Mr. Orville Wright has clearly demonstrated this to be possible by his experiments lately made at Kitty Hawk, N. C., where he was able to soar for ten minutes over the summit of a sand dune, so delicately adjusting the surfaces of his glider to the up-trend of the wind that he was falling or descending at the same speed that the wind was rising, and thus he seemed to stand still over one spot on the ground. After increasing his descent and approaching the ground, he was able by the delicacy of adjustment of his controls to change the relation in such a manner that the wind rising overbalanced the descending of the machine and he was carried backward and upward to the crest of the hill again, where he remained for a short time before again gliding downward to the level ground below.
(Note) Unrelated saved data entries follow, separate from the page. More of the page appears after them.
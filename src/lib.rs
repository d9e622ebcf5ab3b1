//! YuanChu asset toolkit
//!
//! Procedural generation of the YuanChu brand-mark set (SVG and supersampled
//! PNG renderings) plus the static myth story pages, together with the pixel
//! statistics and HTML audit helpers the acceptance tests are built on.
//!
//! # Layout
//!
//! - [`svg`] — element-by-element SVG assembly
//! - [`raster`] — 2048×2048 RGBA canvas, drawing ops, Lanczos downsample
//! - [`designs`] — the three logo series and the generation manifest
//! - [`myths`] — the thirteen story pages and the timeline index
//! - [`validate`] — page audit used by the content tests
//!
//! # Example
//!
//! ```no_run
//! use std::path::Path;
//!
//! # fn main() -> yuanchu_assets::Result<()> {
//! let out = Path::new("logo");
//! yuanchu_assets::designs::raster_set::generate(out)?;
//! yuanchu_assets::designs::svg_set::generate(out)?;
//! # Ok(())
//! # }
//! ```

pub mod error;
pub use error::{Error, Result};

pub mod geometry;
pub mod svg;

pub mod raster;

pub mod designs;

pub mod myths;

pub mod validate;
In the same manner that a boat sails against the wind by the force of the wind blowing against the sail, which is placed at an angle to it and which resists sidewise motion by the pressure of the water against the hull of the boat, a glider with horizontal sails set at the proper angle will also sail into the wind which blows against its surfaces and which makes the path of least resistance a motion forward and slightly descending with relation to the direction of the wind, but which, in the case of an upward moving current of air, may be a path rising in respect to the ground.
The development of skill in this art will come by practice, and young men will follow out the ideas and suggestions of the more experienced until we will have small, light, flexible machines with such sensitive control that, with small motors to enable them to rise or to get from one place to another, much as a bird flaps its wings when necessary to add a little to the power which it gets from the wind itself, or in rising from the ground, will be able to sail around and glide on the strength of the wind for hours at a time.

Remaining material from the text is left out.